Brace support (orthosis) is recommended for newly-found cases of moderate scoliosis or abnormal kyphosis, as well as when an increase in scoliosis or kyphosis is discovered in both juvenile and adolescent children. There are many kinds of braces, all designed to prevent curves from increasing through acting as a buttress for the spine during active skeletal growth. Braces will not usually make the spine completely straight, and cannot always keep a curve from increasing. However, bracing is successful in halting curve progression in a very large number of skeletally-immature adolescents.

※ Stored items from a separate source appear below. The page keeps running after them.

// Copyright 2026 Phillip Cloud
// Licensed under the Apache License, Version 2.0

use crate::{
    ModalMode, Quote, QuoteField, QuoteId, QuoteModal, QuoteStore, SubmitOutcome, filter_by_client,
};

/// State of the quotes view. Commands are the only way to mutate it.
#[derive(Debug, Clone, PartialEq, Eq, Default)]
pub struct QuotesState {
    pub store: QuoteStore,
    pub modal: QuoteModal,
    pub search: String,
    pub status_line: Option<String>,
}

#[derive(Debug, Clone, PartialEq, Eq)]
pub enum QuoteCommand {
    OpenCreate,
    OpenEdit(QuoteId),
    SetField(QuoteField, String),
    CycleStatus(isize),
    Submit,
    Cancel,
    Delete(QuoteId),
    Archive(QuoteId),
    SetSearch(String),
    SetStatus(String),
    ClearStatus,
}

#[derive(Debug, Clone, PartialEq, Eq)]
pub enum QuoteEvent {
    ModalOpened(ModalMode),
    ModalClosed,
    DraftChanged(QuoteField),
    QuoteCreated(QuoteId),
    QuoteUpdated(QuoteId),
    QuoteArchived(QuoteId),
    QuoteDeleted(QuoteId),
    TargetMissing(QuoteId),
    Rejected(String),
    SearchChanged(String),
    StatusUpdated(String),
    StatusCleared,
}

impl QuotesState {
    pub fn with_store(store: QuoteStore) -> Self {
        Self {
            store,
            ..Self::default()
        }
    }

    /// Quotes that pass the current client search, in store order.
    pub fn visible(&self) -> Vec<&Quote> {
        filter_by_client(self.store.list(), &self.search)
    }

    pub fn dispatch(&mut self, command: QuoteCommand) -> Vec<QuoteEvent> {
        match command {
            QuoteCommand::OpenCreate => {
                self.modal.open_for_create();
                vec![QuoteEvent::ModalOpened(self.modal.mode())]
            }
            QuoteCommand::OpenEdit(id) => {
                let Some(quote) = self.store.get(id).cloned() else {
                    return self.missing(id);
                };
                self.modal.open_for_edit(&quote);
                vec![QuoteEvent::ModalOpened(self.modal.mode())]
            }
            QuoteCommand::SetField(field, value) => match self.modal.set_field(field, &value) {
                Ok(()) => vec![QuoteEvent::DraftChanged(field)],
                Err(error) => self.reject(error.to_string()),
            },
            QuoteCommand::CycleStatus(delta) => {
                let status = self.modal.cycle_status(delta);
                vec![
                    QuoteEvent::DraftChanged(QuoteField::Status),
                    self.set_status(&format!("status {}", status.as_str())),
                ]
            }
            QuoteCommand::Submit => match self.modal.submit(&mut self.store) {
                Ok(SubmitOutcome::Created(id)) => vec![
                    QuoteEvent::QuoteCreated(id),
                    QuoteEvent::ModalClosed,
                    self.set_status(&format!("quote {id} created")),
                ],
                Ok(SubmitOutcome::Updated(id)) => vec![
                    QuoteEvent::QuoteUpdated(id),
                    QuoteEvent::ModalClosed,
                    self.set_status(&format!("quote {id} saved")),
                ],
                Ok(SubmitOutcome::Missing(id)) => {
                    let mut events = vec![QuoteEvent::ModalClosed];
                    events.extend(self.missing(id));
                    events
                }
                Err(error) => self.reject(error.to_string()),
            },
            QuoteCommand::Cancel => {
                self.modal.cancel();
                vec![QuoteEvent::ModalClosed, self.set_status("edit discarded")]
            }
            QuoteCommand::Delete(id) => match self.store.remove(id) {
                Some(_) => vec![
                    QuoteEvent::QuoteDeleted(id),
                    self.set_status(&format!("quote {id} deleted")),
                ],
                None => self.missing(id),
            },
            QuoteCommand::Archive(id) => {
                if self.store.archive(id).is_none() {
                    return self.missing(id);
                }
                vec![
                    QuoteEvent::QuoteArchived(id),
                    self.set_status(&format!("quote {id} archived")),
                ]
            }
            QuoteCommand::SetSearch(term) => {
                self.search = term;
                vec![QuoteEvent::SearchChanged(self.search.clone())]
            }
            QuoteCommand::SetStatus(message) => vec![self.set_status(&message)],
            QuoteCommand::ClearStatus => {
                self.status_line = None;
                vec![QuoteEvent::StatusCleared]
            }
        }
    }

    fn missing(&mut self, id: QuoteId) -> Vec<QuoteEvent> {
        vec![
            QuoteEvent::TargetMissing(id),
            self.set_status(&format!("quote {id} no longer exists")),
        ]
    }

    fn reject(&mut self, message: String) -> Vec<QuoteEvent> {
        self.status_line = Some(message.clone());
        vec![QuoteEvent::Rejected(message)]
    }

    fn set_status(&mut self, message: &str) -> QuoteEvent {
        self.status_line = Some(message.to_owned());
        QuoteEvent::StatusUpdated(message.to_owned())
    }
}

There is no simple solution for scoliosis. Most cases, even though often monitored, are not actively treated. Severe symptoms are occasionally treated surgically, but the common medical treatment for moderate symptoms is a brace. You may want to see your local chiropractor first.
Specialized exercise, electric stimulation of spinal muscles, nutritional programs, and chiropractic treatments are among many modalities used along with bracing. It appears that the most effective results have been maintained with a multi-faceted approach to the care of this affliction.
There are chiropractors, that have years of experience treating scoliosis cases.